The AIHW data shows:

  • Specialist homelessness services provided assistance to 279,000 people (one in 85 Australians) in 2015-2016. Six in ten clients were female and one in four indigenous;
  • Each day, 275 requests for assistance were unable to be met;
  • Almost 40 percent of clients sought support as a result of domestic and family violence;
  • About one in clients were people with a disability;
  • One in four clients who received assistance had a current metal health issue;
  • Indigenous people continue to be over-represented among homelessness service clients – one in four compared to one in 33 for the general population;
  • Just over half of unaccompanied young people presenting to service providers were already homeless at the time they sought support; and
  • Sixty percent of older clients were already living alone prior to accessing specialist homelessness services.

Specialist homelessness services need adequate, secure, long-term funding to meet the needs of an increasing number of people who are homeless or at risk of homelessness.

In its disastrous and discredited 2014 budget, the Abbott government cut $44 million a year from the Federal Government’s contribution to the National Partnership Agreement on Homelessness (NPAH).
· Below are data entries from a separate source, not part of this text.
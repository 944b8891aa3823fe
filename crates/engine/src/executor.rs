//! Action executor: dispatches one plan attempt to the output sink.
//!
//! Every attempt writes exactly one audit entry and reports its outcome to
//! the safety monitor. The attempt is raced against the session's stop
//! signal and the dispatch timeout; a stop aborts it on the spot.

use cadence_config::ExecutorConfig;
use cadence_core::action::ActionPlan;
use cadence_core::session::StopReason;
use cadence_core::sink::{Outcome, OutputSink};
use cadence_safety::{AttemptOutcome, AuditEvent, AuditLog, SafetyMonitor, StopSignal};
use std::sync::Arc;
use std::time::Duration;
use tracing::{debug, warn};

/// Retry and timeout settings for dispatch.
#[derive(Debug, Clone)]
pub struct ExecutorPolicy {
    pub max_retries: u32,
    pub retry_backoff: Duration,
    pub dispatch_timeout: Duration,
}

impl From<&ExecutorConfig> for ExecutorPolicy {
    fn from(config: &ExecutorConfig) -> Self {
        Self {
            max_retries: config.max_retries,
            retry_backoff: Duration::from_millis(config.retry_backoff_ms),
            dispatch_timeout: Duration::from_millis(config.dispatch_timeout_ms),
        }
    }
}

impl ExecutorPolicy {
    /// Backoff before retry `attempt` (2, 3, ...): linear in the attempt.
    pub fn backoff(&self, attempt: u32) -> Duration {
        self.retry_backoff * attempt.saturating_sub(1)
    }
}

pub struct ActionExecutor {
    sink: Arc<dyn OutputSink>,
    audit: Arc<AuditLog>,
    monitor: Arc<SafetyMonitor>,
    policy: ExecutorPolicy,
}

impl ActionExecutor {
    pub fn new(
        sink: Arc<dyn OutputSink>,
        audit: Arc<AuditLog>,
        monitor: Arc<SafetyMonitor>,
        policy: ExecutorPolicy,
    ) -> Self {
        Self {
            sink,
            audit,
            monitor,
            policy,
        }
    }

    pub fn policy(&self) -> &ExecutorPolicy {
        &self.policy
    }

    /// Run one dispatch attempt. `Err` means the session was stopped while
    /// the attempt was in flight and the dispatch was abandoned.
    pub async fn execute(
        &self,
        plan: &ActionPlan,
        attempt: u32,
        stop: &mut StopSignal,
    ) -> Result<Outcome, StopReason> {
        let session = &plan.session_id;
        debug!(
            session = %session,
            plan = %plan.plan_id,
            attempt,
            sink = self.sink.name(),
            kind = %plan.candidate.kind,
            "Dispatching plan"
        );

        let timeout = self.policy.dispatch_timeout;
        let raced = tokio::select! {
            reason = stop.wait() => Err(reason),
            result = tokio::time::timeout(timeout, self.sink.execute(plan)) => Ok(result),
        };

        let (outcome, audited) = match raced {
            Err(reason) => {
                self.record(plan, attempt, AttemptOutcome::Aborted);
                return Err(reason);
            }
            Ok(Ok(outcome)) => {
                let audited = AttemptOutcome::from(&outcome);
                (outcome, audited)
            }
            Ok(Err(_)) => {
                let timeout_ms = u64::try_from(timeout.as_millis()).unwrap_or(u64::MAX);
                (
                    Outcome::RecoverableFailure(format!("dispatch timed out after {timeout_ms}ms")),
                    AttemptOutcome::TimedOut { timeout_ms },
                )
            }
        };

        self.record(plan, attempt, audited);
        match &outcome {
            Outcome::Success => {}
            Outcome::RecoverableFailure(detail) => {
                warn!(session = %session, plan = %plan.plan_id, attempt, detail = %detail, "Dispatch failed");
                self.monitor.record_failure(session);
            }
            Outcome::FatalFailure(detail) => {
                warn!(session = %session, plan = %plan.plan_id, detail = %detail, "Fatal dispatch failure");
                self.monitor.report_fatal(session, detail.clone());
            }
        }
        Ok(outcome)
    }

    fn record(&self, plan: &ActionPlan, attempt: u32, outcome: AttemptOutcome) {
        self.audit.record(
            &plan.session_id,
            AuditEvent::ExecutionAttempt {
                plan_id: plan.plan_id.clone(),
                attempt,
                outcome,
            },
            None,
        );
    }
}

#[cfg(test)]
mod tests {
    use super::*;
    use async_trait::async_trait;
    use cadence_core::action::ActionCandidate;
    use cadence_core::session::SessionId;
    use cadence_safety::SafetyPolicy;
    use std::sync::Mutex;

    /// Replays scripted outcomes, then succeeds.
    struct ScriptedSink {
        script: Mutex<Vec<Outcome>>,
        delay: Duration,
        call_count: Mutex<usize>,
    }

    impl ScriptedSink {
        fn new(script: Vec<Outcome>) -> Self {
            Self {
                script: Mutex::new(script),
                delay: Duration::ZERO,
                call_count: Mutex::new(0),
            }
        }

        fn slow(delay: Duration) -> Self {
            Self {
                delay,
                ..Self::new(vec![])
            }
        }
    }

    #[async_trait]
    impl OutputSink for ScriptedSink {
        fn name(&self) -> &str {
            "scripted"
        }

        async fn execute(&self, _plan: &ActionPlan) -> Outcome {
            *self.call_count.lock().unwrap() += 1;
            if !self.delay.is_zero() {
                tokio::time::sleep(self.delay).await;
            }
            let mut script = self.script.lock().unwrap();
            if script.is_empty() {
                Outcome::Success
            } else {
                script.remove(0)
            }
        }
    }

    struct Harness {
        executor: ActionExecutor,
        audit: Arc<AuditLog>,
        monitor: Arc<SafetyMonitor>,
        stop: StopSignal,
        plan: ActionPlan,
    }

    fn harness(sink: ScriptedSink) -> Harness {
        let audit = Arc::new(AuditLog::new());
        let monitor = Arc::new(SafetyMonitor::new(SafetyPolicy {
            failure_ceiling: 5,
            failure_window: Duration::from_secs(60),
        }));
        let session = SessionId::from("s1");
        let stop = monitor.register(&session);
        let executor = ActionExecutor::new(
            Arc::new(sink),
            audit.clone(),
            monitor.clone(),
            ExecutorPolicy {
                max_retries: 2,
                retry_backoff: Duration::from_millis(100),
                dispatch_timeout: Duration::from_millis(500),
            },
        );
        let plan = ActionPlan::new(
            session,
            ActionCandidate::new("reel", 0.9, "primary"),
            Duration::ZERO,
            0,
            false,
        );
        Harness {
            executor,
            audit,
            monitor,
            stop,
            plan,
        }
    }

    fn attempts(audit: &AuditLog) -> Vec<AttemptOutcome> {
        audit
            .entries()
            .into_iter()
            .filter_map(|e| match e.event {
                AuditEvent::ExecutionAttempt { outcome, .. } => Some(outcome),
                _ => None,
            })
            .collect()
    }

    #[tokio::test]
    async fn success_writes_one_audit_entry() {
        let mut h = harness(ScriptedSink::new(vec![]));
        let outcome = h.executor.execute(&h.plan, 1, &mut h.stop).await.unwrap();
        assert!(outcome.is_success());
        assert_eq!(attempts(&h.audit), vec![AttemptOutcome::Success]);
    }

    #[tokio::test]
    async fn recoverable_failure_counts_toward_the_ceiling() {
        let mut h = harness(ScriptedSink::new(vec![Outcome::RecoverableFailure("busy".into())]));
        let outcome = h.executor.execute(&h.plan, 1, &mut h.stop).await.unwrap();
        assert_eq!(outcome, Outcome::RecoverableFailure("busy".into()));
        assert_eq!(h.monitor.failures_in_window(&h.plan.session_id), 1);
        assert!(!h.stop.is_stopped());
    }

    #[tokio::test]
    async fn fatal_failure_stops_the_session() {
        let mut h = harness(ScriptedSink::new(vec![Outcome::FatalFailure("target gone".into())]));
        let outcome = h.executor.execute(&h.plan, 1, &mut h.stop).await.unwrap();
        assert!(matches!(outcome, Outcome::FatalFailure(_)));
        assert_eq!(
            h.stop.reason(),
            Some(StopReason::FatalFailure {
                detail: "target gone".into()
            })
        );
    }

    #[tokio::test(start_paused = true)]
    async fn slow_sink_times_out_as_recoverable() {
        let mut h = harness(ScriptedSink::slow(Duration::from_secs(10)));
        let outcome = h.executor.execute(&h.plan, 1, &mut h.stop).await.unwrap();
        assert!(matches!(outcome, Outcome::RecoverableFailure(_)));
        assert_eq!(
            attempts(&h.audit),
            vec![AttemptOutcome::TimedOut { timeout_ms: 500 }]
        );
    }

    #[tokio::test(start_paused = true)]
    async fn stop_aborts_an_in_flight_dispatch() {
        let mut h = harness(ScriptedSink::slow(Duration::from_secs(10)));
        let monitor = h.monitor.clone();
        let session = h.plan.session_id.clone();
        tokio::spawn(async move {
            tokio::time::sleep(Duration::from_millis(50)).await;
            monitor.stop(&session, StopReason::external("operator"));
        });

        let result = h.executor.execute(&h.plan, 1, &mut h.stop).await;
        assert_eq!(result, Err(StopReason::external("operator")));
        assert_eq!(attempts(&h.audit), vec![AttemptOutcome::Aborted]);
    }

    #[test]
    fn backoff_grows_with_attempts() {
        let policy = ExecutorPolicy {
            max_retries: 3,
            retry_backoff: Duration::from_millis(200),
            dispatch_timeout: Duration::from_secs(1),
        };
        assert_eq!(policy.backoff(1), Duration::ZERO);
        assert_eq!(policy.backoff(2), Duration::from_millis(200));
        assert_eq!(policy.backoff(3), Duration::from_millis(400));
    }
}
impl Runtime {
    pub fn builder(config: CadenceConfig, sink: Arc<dyn OutputSink>) -> RuntimeBuilder {
        let registry = build_from_config(&config.backends);
        RuntimeBuilder {
            config,
            registry,
            sink,
            audit_sinks: Vec::new(),
            seed: None,
        }
    }

    pub fn config(&self) -> &CadenceConfig {
        &self.config
    }

    pub fn audit(&self) -> &Arc<AuditLog> {
        &self.audit
    }

    pub fn monitor(&self) -> &Arc<SafetyMonitor> {
        &self.monitor
    }

    pub fn feed(&self) -> &Arc<PerceptionFeed> {
        &self.feed
    }

    pub fn subscribe(&self) -> broadcast::Receiver<Arc<SessionEvent>> {
        self.events.subscribe()
    }

    /// Backend health, in chain order.
    pub fn backends(&self) -> Vec<BackendDescriptor> {
        self.manager.descriptors()
    }

    fn tasks(&self) -> MutexGuard<'_, HashMap<SessionId, Slot>> {
        self.tasks.lock().unwrap_or_else(PoisonError::into_inner)
    }

    fn parked(&self) -> MutexGuard<'_, HashMap<SessionId, SessionController>> {
        self.parked.lock().unwrap_or_else(PoisonError::into_inner)
    }

    /// Start a session in its own task.
    pub fn spawn_session(
        &self,
        session_id: SessionId,
        disallowed_kinds: &[String],
    ) -> Result<(), SessionError> {
        let mut tasks = self.tasks();
        if tasks.contains_key(&session_id) || self.parked().contains_key(&session_id) {
            return Err(SessionError::AlreadyRunning(session_id));
        }

        let controller = self.controller(&session_id, disallowed_kinds);
        info!(session = %session_id, "Spawning session");
        tasks.insert(session_id, Slot::Running(launch(controller)));
        Ok(())
    }

    /// Spawn every session listed in the configuration, or `count`
    /// generated ones (`session-1`, `session-2`, ...) if none are listed.
    pub fn spawn_configured(&self, count: u32) -> Result<Vec<SessionId>, SessionError> {
        let specs: Vec<(SessionId, Vec<String>)> = if self.config.sessions.is_empty() {
            (1..=count)
                .map(|n| (SessionId(format!("session-{n}")), Vec::new()))
                .collect()
        } else {
            self.config
                .sessions
                .iter()
                .map(|s| (SessionId(s.id.clone()), s.disallowed_kinds.clone()))
                .collect()
        };

        let mut ids = Vec::with_capacity(specs.len());
        for (id, disallowed) in specs {
            self.spawn_session(id.clone(), &disallowed)?;
            ids.push(id);
        }
        Ok(ids)
    }

    fn controller(&self, session_id: &SessionId, disallowed_kinds: &[String]) -> SessionController {
        let index = self.spawned.fetch_add(1, Ordering::Relaxed);
        let scheduler = match self.seed {
            Some(seed) => StealthScheduler::seeded(self.config.scheduler.clone(), seed.wrapping_add(index)),
            None => StealthScheduler::new(self.config.scheduler.clone()),
        };
        let policy = DecisionPolicy::from(&self.config.decision)
            .with_disallowed(disallowed_kinds.iter().cloned());

        SessionController::new(
            session_id.clone(),
            ControllerParts {
                stream: self.feed.open(session_id),
                decision: DecisionEngine::new(self.manager.clone(), policy),
                scheduler,
                executor: ActionExecutor::new(
                    self.sink.clone(),
                    self.audit.clone(),
                    self.monitor.clone(),
                    ExecutorPolicy::from(&self.config.executor),
                ),
                monitor: self.monitor.clone(),
                audit: self.audit.clone(),
                events: self.events.clone(),
                settings: SessionSettings::from(&self.config.session),
            },
        )
    }

    /// Inject an observation for a running session.
    pub fn submit_observation(
        &self,
        session_id: &SessionId,
        observation: Observation,
    ) -> Result<(), SessionError> {
        self.feed.submit_observation(session_id, observation)
    }

    /// Raise an external stop on one session.
    pub fn stop_session(&self, session_id: &SessionId, source: &str) -> bool {
        self.monitor.stop(session_id, StopReason::external(source))
    }

    /// Raise an external stop on every session.
    pub fn stop_all(&self, source: &str) -> usize {
        let stopped = self.monitor.stop_all(StopReason::external(source));
        info!(source, stopped, "Stop requested for all sessions");
        stopped
    }

    /// Ids of sessions whose tasks are still running.
    pub fn running(&self) -> Vec<SessionId> {
        let mut ids: Vec<SessionId> = self
            .tasks()
            .iter()
            .filter(|(_, slot)| match slot {
                Slot::Running(task) => !task.is_finished(),
                Slot::Joining => true,
            })
            .map(|(id, _)| id.clone())
            .collect();
        ids.sort();
        ids
    }

    /// Wait for every session task to end.
    ///
    /// Emergency-stopped controllers are parked so they can be reset. Any
    /// other finished session is retired and its id becomes free again.
    pub async fn join_all(&self) -> Vec<SessionOutcome> {
        let tasks: Vec<(SessionId, SessionTask)> = self
            .tasks()
            .iter_mut()
            .filter_map(|(id, slot)| match std::mem::replace(slot, Slot::Joining) {
                Slot::Running(task) => Some((id.clone(), task)),
                Slot::Joining => None,
            })
            .collect();
        let mut outcomes = Vec::with_capacity(tasks.len());

        for (session_id, task) in tasks {
            let joined = task.await;
            let mut slots = self.tasks();
            match joined {
                Ok((controller, exit)) => {
                    outcomes.push(SessionOutcome {
                        session_id: session_id.clone(),
                        exit,
                        state: controller.state().clone(),
                    });
                    if controller.lifecycle().is_terminal() {
                        self.parked().insert(session_id.clone(), controller);
                    } else {
                        self.monitor.retire(&session_id);
                    }
                }
                Err(e) => {
                    error!(session = %session_id, error = %e, "Session task failed");
                    self.monitor.retire(&session_id);
                }
            }
            slots.remove(&session_id);
        }

        outcomes.sort_by(|a, b| a.session_id.cmp(&b.session_id));
        outcomes
    }

    /// Reset an emergency-stopped session and run it again.
    pub fn reset_session(&self, session_id: &SessionId) -> Result<(), SessionError> {
        if self.tasks().contains_key(session_id) {
            return Err(SessionError::AlreadyRunning(session_id.clone()));
        }
        let mut controller = self
            .parked()
            .remove(session_id)
            .ok_or_else(|| SessionError::NotFound(session_id.clone()))?;

        if let Err(e) = controller.reset() {
            self.parked().insert(session_id.clone(), controller);
            return Err(e);
        }
        self.tasks()
            .insert(session_id.clone(), Slot::Running(launch(controller)));
        Ok(())
    }

    /// Per-session statistics gathered from the audit stream.
    pub fn reports(&self) -> Vec<SessionReport> {
        self.stats.reports()
    }
}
The Coalition’s cuts so far come to $88 million.

To make matters worse, the government has refused to provide long-term funding certainty; forcing homelessness service providers to operate from year to year.
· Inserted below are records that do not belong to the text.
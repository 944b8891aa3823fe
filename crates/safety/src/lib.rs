//! # Cadence Safety
//!
//! Audit logging, the safety monitor that owns every emergency stop, and the
//! file-based estop marker used by the CLI.

pub mod audit;
pub mod estop;
pub mod monitor;

pub use audit::{AttemptOutcome, AuditEntry, AuditEvent, AuditLog, AuditSink, AuditStage, JsonLinesSink, TracingSink};
pub use estop::EstopMarker;
pub use monitor::{SafetyMonitor, SafetyPolicy, StopSignal};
At last week’s Council of Australian Governments meeting, the Turnbull government announced a paltry $2 million a year funding increase and a mere twelve month extension to the NPAH.
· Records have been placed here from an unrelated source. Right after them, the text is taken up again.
//! Safety monitor: the only component allowed to force a session into
//! `EMERGENCY_STOPPED`.
//!
//! Each registered session gets a [`StopSignal`] backed by a `watch` channel.
//! Controllers race every wait against it, so a stop reaches a suspended
//! session as soon as it is raised.
//!
//! The monitor is fed by direct calls rather than by subscribing to the
//! audit stream or the event bus. The executor reports each failed attempt
//! and each fatal outcome, and the controller reports missed-cycle stops.
//! A failure therefore counts toward the ceiling before the next attempt
//! starts, and broadcast lag can never drop one.

use cadence_config::SafetyConfig;
use cadence_core::error::SessionError;
use cadence_core::event::{EventBus, SessionEvent};
use cadence_core::session::{SessionId, StopReason};
use chrono::Utc;
use std::collections::{HashMap, VecDeque};
use std::sync::{Arc, Mutex, MutexGuard, PoisonError};
use std::time::Duration;
use tokio::sync::watch;
use tokio::time::Instant;
use tracing::{info, warn};

/// Receiving half of a session's stop channel.
#[derive(Debug, Clone)]
pub struct StopSignal {
    rx: watch::Receiver<Option<StopReason>>,
}

impl StopSignal {
    /// A signal that never fires. Useful when driving components directly.
    pub fn never() -> Self {
        let (_tx, rx) = watch::channel(None);
        Self { rx }
    }

    /// The current stop reason, if the session is stopped.
    pub fn reason(&self) -> Option<StopReason> {
        self.rx.borrow().clone()
    }

    pub fn is_stopped(&self) -> bool {
        self.rx.borrow().is_some()
    }

    /// Resolve once a stop is raised. Pends forever if the monitor is gone.
    pub async fn wait(&mut self) -> StopReason {
        loop {
            if let Some(reason) = self.rx.borrow_and_update().clone() {
                return reason;
            }
            if self.rx.changed().await.is_err() {
                std::future::pending::<()>().await;
            }
        }
    }
}

/// Failure ceiling over a rolling window.
#[derive(Debug, Clone)]
pub struct SafetyPolicy {
    /// Failures tolerated inside the window; one more stops the session
    pub failure_ceiling: u32,
    pub failure_window: Duration,
}

impl From<&SafetyConfig> for SafetyPolicy {
    fn from(config: &SafetyConfig) -> Self {
        Self {
            failure_ceiling: config.failure_ceiling,
            failure_window: Duration::from_millis(config.failure_window_ms),
        }
    }
}

impl Default for SafetyPolicy {
    fn default() -> Self {
        Self::from(&SafetyConfig::default())
    }
}

struct Guarded {
    stop: watch::Sender<Option<StopReason>>,
    failures: VecDeque<Instant>,
}

impl Guarded {
    fn new() -> Self {
        let (stop, _) = watch::channel(None);
        Self {
            stop,
            failures: VecDeque::new(),
        }
    }
}

pub struct SafetyMonitor {
    policy: SafetyPolicy,
    sessions: Mutex<HashMap<SessionId, Guarded>>,
    events: Option<Arc<EventBus>>,
}

impl SafetyMonitor {
    pub fn new(policy: SafetyPolicy) -> Self {
        Self {
            policy,
            sessions: Mutex::new(HashMap::new()),
            events: None,
        }
    }

    /// Publish `Stopped` events on this bus.
    pub fn with_events(mut self, events: Arc<EventBus>) -> Self {
        self.events = Some(events);
        self
    }

    fn lock(&self) -> MutexGuard<'_, HashMap<SessionId, Guarded>> {
        self.sessions.lock().unwrap_or_else(PoisonError::into_inner)
    }

    /// Register a session (idempotent) and return its stop signal.
    pub fn register(&self, session_id: &SessionId) -> StopSignal {
        let mut sessions = self.lock();
        let guarded = sessions
            .entry(session_id.clone())
            .or_insert_with(Guarded::new);
        StopSignal {
            rx: guarded.stop.subscribe(),
        }
    }

    /// Raise a stop. The first reason wins; later calls return `false`.
    pub fn stop(&self, session_id: &SessionId, reason: StopReason) -> bool {
        let raised = {
            let sessions = self.lock();
            let Some(guarded) = sessions.get(session_id) else {
                warn!(session = %session_id, "Stop requested for unknown session");
                return false;
            };
            guarded.stop.send_if_modified(|current| {
                if current.is_some() {
                    return false;
                }
                *current = Some(reason.clone());
                true
            })
        };

        if raised {
            warn!(session = %session_id, reason = %reason, "Emergency stop raised");
            if let Some(events) = &self.events {
                events.publish(SessionEvent::Stopped {
                    session_id: session_id.clone(),
                    reason,
                    timestamp: Utc::now(),
                });
            }
        }
        raised
    }

    /// Stop every registered session. Returns how many were newly stopped.
    pub fn stop_all(&self, reason: StopReason) -> usize {
        let ids: Vec<SessionId> = self.lock().keys().cloned().collect();
        ids.into_iter()
            .filter(|id| self.stop(id, reason.clone()))
            .count()
    }

    /// A fatal sink outcome stops the session immediately.
    pub fn report_fatal(&self, session_id: &SessionId, detail: impl Into<String>) -> bool {
        self.stop(
            session_id,
            StopReason::FatalFailure {
                detail: detail.into(),
            },
        )
    }

    /// Count one failure in the rolling window; stops the session when the
    /// count goes over the ceiling.
    pub fn record_failure(&self, session_id: &SessionId) -> Option<StopReason> {
        let now = Instant::now();
        let count = {
            let mut sessions = self.lock();
            let guarded = sessions
                .entry(session_id.clone())
                .or_insert_with(Guarded::new);
            guarded.failures.push_back(now);
            while guarded
                .failures
                .front()
                .is_some_and(|t| now.duration_since(*t) > self.policy.failure_window)
            {
                guarded.failures.pop_front();
            }
            guarded.failures.len()
        };

        if count > self.policy.failure_ceiling as usize {
            let reason = StopReason::FailureCeiling {
                failures: u32::try_from(count).unwrap_or(u32::MAX),
                window_ms: u64::try_from(self.policy.failure_window.as_millis())
                    .unwrap_or(u64::MAX),
            };
            self.stop(session_id, reason.clone());
            return Some(reason);
        }
        None
    }

    /// Failures currently inside the window.
    pub fn failures_in_window(&self, session_id: &SessionId) -> usize {
        let now = Instant::now();
        self.lock().get(session_id).map_or(0, |g| {
            g.failures
                .iter()
                .filter(|t| now.duration_since(**t) <= self.policy.failure_window)
                .count()
        })
    }

    pub fn is_stopped(&self, session_id: &SessionId) -> Option<StopReason> {
        self.lock()
            .get(session_id)
            .and_then(|g| g.stop.borrow().clone())
    }

    /// Clear a stop and the failure window. Existing signals see the reset.
    /// Forget a session that ended without being stopped. A later
    /// `register` for the same id starts from a clean slate.
    pub fn retire(&self, session_id: &SessionId) -> bool {
        let removed = self.lock().remove(session_id).is_some();
        if removed {
            info!(session = %session_id, "Session retired");
        }
        removed
    }

    pub fn reset(&self, session_id: &SessionId) -> Result<(), SessionError> {
        let mut sessions = self.lock();
        let guarded = sessions
            .get_mut(session_id)
            .ok_or_else(|| SessionError::NotFound(session_id.clone()))?;
        guarded.failures.clear();
        guarded.stop.send_replace(None);
        info!(session = %session_id, "Safety state reset");
        Ok(())
    }
}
At the 2016 election, Labor committed to provide secure, long-term funding to homelessness service providers and commence negotiations with the states and territories on a national plan to achieve a target of halving homelessness by 2025.

Labor also committed to providing $88 million over two years for a Safe Housing program, to improve transitional housing options for women and children escaping domestic and family violence.

The AIHW data on who is accessing specialist homelessness services rounds out an absolutely dismal year for the Turnbull government on housing and homelessness policy. It has been a year in which the Turnbull government:

  • Displayed its utter cowardice by refusing to reform negative gearing and capital gains tax concessions on property;
  • Tried to shift blame and responsibility for the housing affordability crisis to the states and territories;
  • Refused to provide long-term funding certainty for specialist homelessness services; and
  • Persisted with its mean and unwarranted cuts to homelessness funding under the NPAH.

“It is my sincere hope that the Prime Minister and his Social Services Minister get both a backbone and a heart for Christmas. If they can get some courage and compassion, 2017 might be just that little bit brighter for people experiencing homelessness and for the people who are having their aspirations for home ownership dashed by the Turnbull government’s policy failures”, Labor’s Shadow Minister for Housing and Homelessness, Senator Doug Cameron said.